茶室に象徴されるように、日本独自の文化でいかに狭い空間を心地よくするかという"削られた美"は本来得意分野なはずです。
壁に着目することで元々の得意分野を再考することにも繋がると信じています。

壁は10年に1回取り替えればいい、ではなく、3年ごとや人生の節目で変えるのが当たり前に出来る提案力を磨く必要があると思います。住まいづくりは人生の一大イベントですから。

壁は身近なようで身近でないのが実情なので、いくらでも変える余地はあるし、発信力が今後より重要度を増すと考えます。
現場への発信は引き続き注力していきたいですね。

8.梶田様のモットー

「住まう人の喜びを、作り手と共に実現する」というのがモットー。
住まう人の満足を視覚的・感覚的にもっと高めていきたいです。
これからの住まいにはこの要素がより重要になってくると考えます。
その根底には住まいをもっと良くしたいという強い気持ちがあります。
暮らす人あってこその住まいですから。

箱があっても住む人がいなかったり仲悪かったりすると寂しいですよね。
充実感をもっていい時間を住まいの中で過ごしてほしいという絶対的に揺るぎない考えがある。
住む人の気持ちに立ち、満足をどれだけ最大化できるかを考えています。
いい空間とは、作り手の満足感ではなく、中にいる方に常に視点を置いていることが重要です。
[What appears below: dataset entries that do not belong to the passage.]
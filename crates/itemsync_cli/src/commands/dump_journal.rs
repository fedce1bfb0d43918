//! Dump journal command implementation.

use super::{CliResult, OutputFormat};
use itemsync_core::journal::{JournalReader, JournalRecord};
use itemsync_core::{LockMode, StoreDir};
use itemsync_storage::{FileBackend, StorageBackend};
use serde::Serialize;
use std::path::Path;

/// Journal frame representation for output.
#[derive(Debug, Serialize)]
pub struct FrameInfo {
    /// Offset in the journal file.
    pub offset: u64,
    /// Frame length in bytes.
    pub len: u64,
    /// Record type.
    pub record_type: &'static str,
    /// Version written by the frame.
    pub version: u64,
    /// Owner of the touched item (commit frames only).
    #[serde(skip_serializing_if = "Option::is_none")]
    pub owner_id: Option<String>,
    /// Touched item id (commit frames only).
    #[serde(skip_serializing_if = "Option::is_none")]
    pub item_id: Option<String>,
    /// Mutation type (commit frames only).
    #[serde(skip_serializing_if = "Option::is_none")]
    pub mutation_type: Option<&'static str>,
    /// Idempotency token (commit frames only).
    #[serde(skip_serializing_if = "Option::is_none")]
    pub mutation_id: Option<String>,
}

/// Output of a dump, frames plus where reading stopped.
#[derive(Debug, Serialize)]
pub struct JournalDump {
    /// Decoded frames, in journal order.
    pub frames: Vec<FrameInfo>,
    /// Offset of an incomplete trailing frame, if reading reached one.
    #[serde(skip_serializing_if = "Option::is_none")]
    pub torn_tail_at: Option<u64>,
}

/// Runs the dump-journal command.
pub fn run(path: &Path, limit: Option<usize>, format: OutputFormat) -> CliResult<()> {
    let dir = StoreDir::open(path, false, LockMode::Shared)?;
    let backend = FileBackend::open_existing(&dir.journal_path())?;
    let dump = read_frames(&backend, limit)?;

    match format {
        OutputFormat::Json => println!("{}", serde_json::to_string_pretty(&dump)?),
        OutputFormat::Text => print_text_output(&dump),
    }
    Ok(())
}

/// Decodes up to `limit` frames from the start of `backend`.
pub fn read_frames(backend: &dyn StorageBackend, limit: Option<usize>) -> CliResult<JournalDump> {
    let max_frames = limit.unwrap_or(usize::MAX);
    let mut reader = JournalReader::new(backend)?;
    let mut frames = Vec::new();

    while frames.len() < max_frames {
        let Some(frame) = reader.next_frame()? else {
            break;
        };
        let info = match &frame.record {
            JournalRecord::Init(init) => FrameInfo {
                offset: frame.offset,
                len: frame.len,
                record_type: "init",
                version: init.latest_version.as_u64(),
                owner_id: None,
                item_id: None,
                mutation_type: None,
                mutation_id: None,
            },
            JournalRecord::Commit(commit) => FrameInfo {
                offset: frame.offset,
                len: frame.len,
                record_type: "commit",
                version: commit.version.as_u64(),
                owner_id: Some(commit.item.owner_id.clone()),
                item_id: Some(commit.item.id.clone()),
                mutation_type: Some(commit.mutation.mutation_type.as_str()),
                mutation_id: Some(commit.mutation.mutation_id.as_str().to_string()),
            },
        };
        frames.push(info);
    }

    Ok(JournalDump {
        frames,
        torn_tail_at: reader.torn_tail(),
    })
}

fn print_text_output(dump: &JournalDump) {
    println!(
        "{:>10}  {:>6}  {:<8}  {:>8}  {:<7}  {}",
        "OFFSET", "LEN", "TYPE", "VERSION", "OP", "ITEM"
    );
    for frame in &dump.frames {
        let item = match (&frame.owner_id, &frame.item_id) {
            (Some(owner), Some(id)) => format!("{owner}/{id}"),
            _ => "-".to_string(),
        };
        println!(
            "{:>10}  {:>6}  {:<8}  {:>8}  {:<7}  {}",
            frame.offset,
            frame.len,
            frame.record_type,
            frame.version,
            frame.mutation_type.unwrap_or("-"),
            item
        );
    }
    if let Some(offset) = dump.torn_tail_at {
        println!();
        println!("Torn tail at offset {offset}");
    }
    println!();
    println!("Total: {} frames", dump.frames.len());
}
リフォームでいうと今後は地場に根ざしたローカルビジネスももっと注目されると思います。
リフォームは必ず人が介在するサービスなので、遠くではなく近場の地域密着型が改めて見直されるだろうと感じています。

~おわりに~

「モノよりコト」や「壁はメディア」といったキーワードが印象的でした。
業界の課題も残るが、日本の「住」の伸びしろに対して、梶田様が考える「輸入壁紙を活用した付加価値提案」の意味やメリットについて強く共感しました。

そしてまだまだテシードとしてできることが沢山あると実感。
梶田様のように想いを共にする仲間を増やし、より多くの方に「壁を楽しむという価値観」を広げていくことがテシードとしての使命だと、改めて感じたインタビューでした。